Duncanson switched to television in 1964 when he joined Border Television in Carlisle as a continuity announcer. The following year, he moved to Ulster Television, before going onto work at ABC Weekend TV in Manchester and Birmingham - where his colleagues included David Hamilton and John Benson.

He went onto work at several ITV stations, including Anglia, Harlech Television (HTV) and Tyne Tees.

In December 1974, he joined BBC Scotland to co-anchor Reporting Scotland, initially from Glasgow, and later, Edinburgh. After two years, he switched to BBC radio, presenting programmes for the opt-out service 'Radio Highland'.

In 1979, Duncanson joined Grampian Television (now STV North) as a news reporter and presenter for the regional news programme Grampian Today. The following year, the programme was relaunched as North Tonight - with Duncanson anchoring initially alongside Selina Scott, followed by the likes of Anna Soubry, Anne MacKenzie and his eventual successor, Norman Macleod.

He continued to anchor the programme for eighteen years and signed off each edition by saying 'Oidhche Mhath' (Scots Gaelic for good night) to acknowledge Gaelic-speaking viewers, who originally did not have their own news programme.

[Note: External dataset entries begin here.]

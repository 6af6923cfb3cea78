use cv_core::nalgebra::{Rotation3, UnitQuaternion};

/// The angle in radians of the rotation taking `a` to `b`.
///
/// This is computed from the chord `‖A - B‖ = 2√2 sin(θ/2)` instead of the trace, so it is
/// accurate near zero and never `NaN` for matrices that are slightly off `SO(3)`.
pub fn rotation_angle(a: &Rotation3<f64>, b: &Rotation3<f64>) -> f64 {
    let chord = (a.matrix() - b.matrix()).norm() / (2.0 * core::f64::consts::SQRT_2);
    2.0 * chord.min(1.0).asin()
}

/// Projects a rotation that has picked up rounding error back onto `SO(3)`.
#[must_use]
pub fn renormalize(rotation: Rotation3<f64>) -> Rotation3<f64> {
    let quaternion = UnitQuaternion::from_rotation_matrix(&rotation).into_inner();
    UnitQuaternion::new_normalize(quaternion).to_rotation_matrix()
}

#[cfg(test)]
mod tests {
    use super::*;
    use cv_core::nalgebra::{Matrix3, Vector3};

    #[test]
    fn angle_matches_axis_angle() {
        let a = Rotation3::from_axis_angle(&Vector3::y_axis(), 0.3);
        let b = Rotation3::from_axis_angle(&Vector3::y_axis(), 0.5);
        assert!((rotation_angle(&a, &b) - 0.2).abs() < 1e-12);
        assert_eq!(rotation_angle(&a, &a), 0.0);
    }

    #[test]
    fn nearly_orthogonal_matrix() {
        let exact = Rotation3::from_euler_angles(0.1, -0.2, 0.3);
        let drifted = Rotation3::from_matrix_unchecked(exact.matrix() * (1.0 + 1e-9));
        let angle = rotation_angle(&drifted, &exact);
        assert!(angle.is_finite() && angle < 1e-8);

        let fixed = renormalize(drifted);
        let m = fixed.matrix();
        assert!((m * m.transpose() - Matrix3::identity()).norm() < 1e-12);
        assert!(rotation_angle(&fixed, &exact) < 1e-8);
    }
}
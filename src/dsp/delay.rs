//! Feedback delay line: `y(t) = x(t) + feedback * y(t - delay)`.

use crate::config::DelaySpec;

/// Feedback ceiling. Below 1.0 the echo train is guaranteed to decay.
const MAX_FEEDBACK: f64 = 0.95;

/// A mono recursive delay line. The buffer stores past *outputs*, so the
/// feedback term folds every earlier echo back in.
#[derive(Debug, Clone)]
pub struct DelayLine {
    buffer: Vec<f64>,
    write_pos: usize,
    feedback: f64,
}

impl DelayLine {
    pub fn new(delay_seconds: f64, feedback: f64, sample_rate: f64) -> Self {
        let delay_samples = ((delay_seconds * sample_rate) as usize).max(1);
        DelayLine {
            buffer: vec![0.0; delay_samples],
            write_pos: 0,
            feedback: feedback.clamp(0.0, MAX_FEEDBACK),
        }
    }

    pub fn from_spec(spec: &DelaySpec, sample_rate: f64) -> Self {
        DelayLine::new(spec.seconds, spec.feedback, sample_rate)
    }

    /// Process one sample.
    #[inline]
    pub fn process(&mut self, input: f64) -> f64 {
        // write_pos currently holds y(t - delay)
        let delayed = self.buffer[self.write_pos];
        let output = input + self.feedback * delayed;
        self.buffer[self.write_pos] = output;
        self.write_pos = (self.write_pos + 1) % self.buffer.len();
        output
    }

    /// Clear the delay history.
    pub fn clear(&mut self) {
        self.buffer.fill(0.0);
        self.write_pos = 0;
    }
}

#[cfg(test)]
mod tests {
    use super::*;

    #[test]
    fn echoes_appear_at_delay_spacing() {
        let sample_rate = 1000.0;
        let mut delay = DelayLine::new(0.01, 0.5, sample_rate); // 10 samples

        let first = delay.process(1.0);
        assert!((first - 1.0).abs() < 1e-9, "dry sample passes through");

        // 9 silent samples, then the first echo at sample 10.
        for _ in 1..10 {
            let out = delay.process(0.0);
            assert!(out.abs() < 1e-9, "no output before the delay time");
        }
        let echo1 = delay.process(0.0);
        assert!((echo1 - 0.5).abs() < 1e-9, "first echo at feedback gain, got {echo1}");

        for _ in 1..10 {
            delay.process(0.0);
        }
        let echo2 = delay.process(0.0);
        assert!((echo2 - 0.25).abs() < 1e-9, "second echo decays again, got {echo2}");
    }

    #[test]
    fn feedback_is_clamped_for_stability() {
        let mut delay = DelayLine::new(0.001, 2.0, 1000.0);
        delay.process(1.0);
        // 2000 samples through a 1-sample delay; clamped feedback must decay.
        let mut last = 1.0_f64;
        for _ in 0..2000 {
            last = delay.process(0.0);
        }
        assert!(last.abs() < 1e-9, "clamped feedback should decay, got {last}");
    }

    #[test]
    fn zero_feedback_is_single_echo_free() {
        let mut delay = DelayLine::new(0.005, 0.0, 1000.0);
        delay.process(1.0);
        for _ in 0..50 {
            let out = delay.process(0.0);
            assert!(out.abs() < 1e-9, "no feedback means no echoes");
        }
    }
}
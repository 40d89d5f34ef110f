//! Convolution reverb against a generated impulse response.
//!
//! The impulse response is exponentially decaying white noise,
//! `rand(-1, 1) * (1 - i/len)^2`, regenerated on every construction and
//! normalized to unit energy so the wet level is independent of room size.

use rand::rngs::SmallRng;
use rand::{Rng, SeedableRng};

use crate::config::ReverbSpec;

/// A mono convolution reverb.
///
/// Keeps a ring buffer of recent input and convolves it with the impulse
/// response sample by sample. Room sizes stay short in this engine (voice
/// effects, not hall simulation), so direct convolution is adequate.
#[derive(Debug, Clone)]
pub struct Reverb {
    impulse: Vec<f64>,
    history: Vec<f64>,
    write_pos: usize,
}

impl Reverb {
    pub fn new(room_size_seconds: f64, sample_rate: f64) -> Self {
        let len = ((room_size_seconds * sample_rate) as usize).max(1);
        let impulse = generate_impulse(len);
        Reverb {
            history: vec![0.0; impulse.len()],
            impulse,
            write_pos: 0,
        }
    }

    pub fn from_spec(spec: &ReverbSpec, sample_rate: f64) -> Self {
        Reverb::new(spec.room_size_seconds, sample_rate)
    }

    /// Process one sample: convolve the input history with the impulse.
    #[inline]
    pub fn process(&mut self, input: f64) -> f64 {
        let len = self.history.len();
        self.history[self.write_pos] = input;

        let mut acc = 0.0;
        for (k, &h) in self.impulse.iter().enumerate() {
            // x(t - k), walking backwards from the newest sample
            let idx = (self.write_pos + len - k) % len;
            acc += h * self.history[idx];
        }

        self.write_pos = (self.write_pos + 1) % len;
        acc
    }

    /// Clear the input history.
    pub fn clear(&mut self) {
        self.history.fill(0.0);
        self.write_pos = 0;
    }

    #[cfg(test)]
    fn impulse(&self) -> &[f64] {
        &self.impulse
    }
}

/// Decaying-noise impulse response, unit energy.
///
/// The RNG is seeded from the length: equal room sizes always yield the same
/// response, keeping renders deterministic for a fixed configuration.
fn generate_impulse(len: usize) -> Vec<f64> {
    let mut rng = SmallRng::seed_from_u64(len as u64);
    let mut impulse: Vec<f64> = (0..len)
        .map(|i| {
            let fade = 1.0 - i as f64 / len as f64;
            rng.gen_range(-1.0..1.0) * fade * fade
        })
        .collect();

    let energy: f64 = impulse.iter().map(|s| s * s).sum();
    if energy > 0.0 {
        let scale = 1.0 / energy.sqrt();
        for s in impulse.iter_mut() {
            *s *= scale;
        }
    }
    impulse
}

#[cfg(test)]
mod tests {
    use super::*;

    #[test]
    fn impulse_length_matches_room_size() {
        let r = Reverb::new(0.05, 1000.0);
        assert_eq!(r.impulse().len(), 50);
    }

    #[test]
    fn impulse_has_unit_energy() {
        let r = Reverb::new(0.1, 44100.0);
        let energy: f64 = r.impulse().iter().map(|s| s * s).sum();
        assert!((energy - 1.0).abs() < 1e-9, "IR energy should be 1, got {energy}");
    }

    #[test]
    fn impulse_envelope_decays() {
        let r = Reverb::new(0.5, 44100.0);
        let ir = r.impulse();
        let head: f64 = ir[..ir.len() / 4].iter().map(|s| s.abs()).sum();
        let tail: f64 = ir[3 * ir.len() / 4..].iter().map(|s| s.abs()).sum();
        assert!(head > tail * 4.0, "IR head should outweigh the tail: {head} vs {tail}");
    }

    #[test]
    fn same_room_size_same_impulse() {
        let a = Reverb::new(0.2, 44100.0);
        let b = Reverb::new(0.2, 44100.0);
        assert_eq!(a.impulse(), b.impulse());
    }

    #[test]
    fn convolving_unit_impulse_replays_response() {
        let mut r = Reverb::new(0.02, 1000.0); // 20 taps
        let ir: Vec<f64> = r.impulse().to_vec();

        let mut out = Vec::new();
        out.push(r.process(1.0));
        for _ in 1..20 {
            out.push(r.process(0.0));
        }
        for (k, (&o, &h)) in out.iter().zip(ir.iter()).enumerate() {
            assert!((o - h).abs() < 1e-12, "tap {k}: {o} vs {h}");
        }
    }

    #[test]
    fn tail_rings_after_input_stops() {
        let mut r = Reverb::new(0.05, 44100.0);
        for _ in 0..100 {
            r.process(0.5);
        }
        let mut found = false;
        for _ in 0..1000 {
            if r.process(0.0).abs() > 1e-6 {
                found = true;
                break;
            }
        }
        assert!(found, "reverb should ring after the input stops");
    }
}
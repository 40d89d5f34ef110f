use std::fmt;

/// Errors surfaced by the audio engine.
///
/// Every error is raised synchronously, before any rendering or scheduling
/// side effect begins. Nothing is swallowed in the engine core.
#[derive(Debug)]
pub enum EngineError {
    /// A configuration value failed validation at the API boundary.
    InvalidParameter(String),
    /// Bytes or text could not be decoded as WAV/base64.
    Decode(DecodeError),
    /// The platform audio output is unavailable after one resume attempt.
    PlaybackDevice(String),
    /// An encoded buffer would exceed the configured size limit.
    ResourceExhaustion {
        /// Bytes the encoded output would need.
        needed: usize,
        /// The configured maximum.
        limit: usize,
    },
}

#[derive(Debug)]
pub enum DecodeError {
    /// Input does not begin with a RIFF/WAVE signature.
    MissingRiffHeader,
    /// The container is RIFF/WAVE but a required chunk is absent or short.
    MalformedChunk { chunk: &'static str },
    /// Only 16-bit integer PCM is supported.
    UnsupportedFormat { format: u16, bits: u16 },
    /// Base64 text is not valid base64.
    InvalidBase64(String),
}

impl fmt::Display for EngineError {
    fn fmt(&self, f: &mut fmt::Formatter<'_>) -> fmt::Result {
        match self {
            EngineError::InvalidParameter(msg) => write!(f, "invalid parameter: {msg}"),
            EngineError::Decode(e) => write!(f, "decode error: {e}"),
            EngineError::PlaybackDevice(msg) => write!(f, "playback device error: {msg}"),
            EngineError::ResourceExhaustion { needed, limit } => {
                write!(f, "encoded size {needed} bytes exceeds limit of {limit} bytes")
            }
        }
    }
}

impl std::error::Error for EngineError {}

impl fmt::Display for DecodeError {
    fn fmt(&self, f: &mut fmt::Formatter<'_>) -> fmt::Result {
        match self {
            DecodeError::MissingRiffHeader => write!(f, "missing RIFF/WAVE signature"),
            DecodeError::MalformedChunk { chunk } => write!(f, "malformed '{chunk}' chunk"),
            DecodeError::UnsupportedFormat { format, bits } => {
                write!(f, "unsupported WAV format {format} at {bits} bits (need PCM 16)")
            }
            DecodeError::InvalidBase64(msg) => write!(f, "invalid base64: {msg}"),
        }
    }
}

impl std::error::Error for DecodeError {}

impl From<DecodeError> for EngineError {
    fn from(e: DecodeError) -> Self {
        EngineError::Decode(e)
    }
}

/// Shorthand for a validation failure.
pub(crate) fn invalid(msg: impl Into<String>) -> EngineError {
    EngineError::InvalidParameter(msg.into())
}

Also during that time, he worked on a number of regional programmes - including North Tonight's summer spin-off Summer at Six - and contributed to Grampian's local and networked coverage of the ITV Telethons, Duncanson also covered irregular shifts as a relief continuity announcer at Grampian TV (often in-vision) on occasions of holidays, illness or other staff absences - where he would often read the lunchtime and evening Grampian news bulletins, announce the daytime and evening programmes as billed and close the station at around midnight with, of course, the friendly and reassuring closedown sequence when “we hoped you enjoyed our programmes today and you will join us again in the morning at 9.30am”.

He left Grampian in 1999, shortly after stepping down from North Tonight, but returned in 2001 to co-present a special to commemorate the programme's 21st anniversary, alongside Kirstin Gove, and again in 2011 to report on the station's 50th anniversary.

After retiring from broadcasting, Duncanson moved to Inverness, but he remained active in speech training and political campaigning.

On 25 October 2020, it was reported Duncanson had died at the age of 80, following a short illness.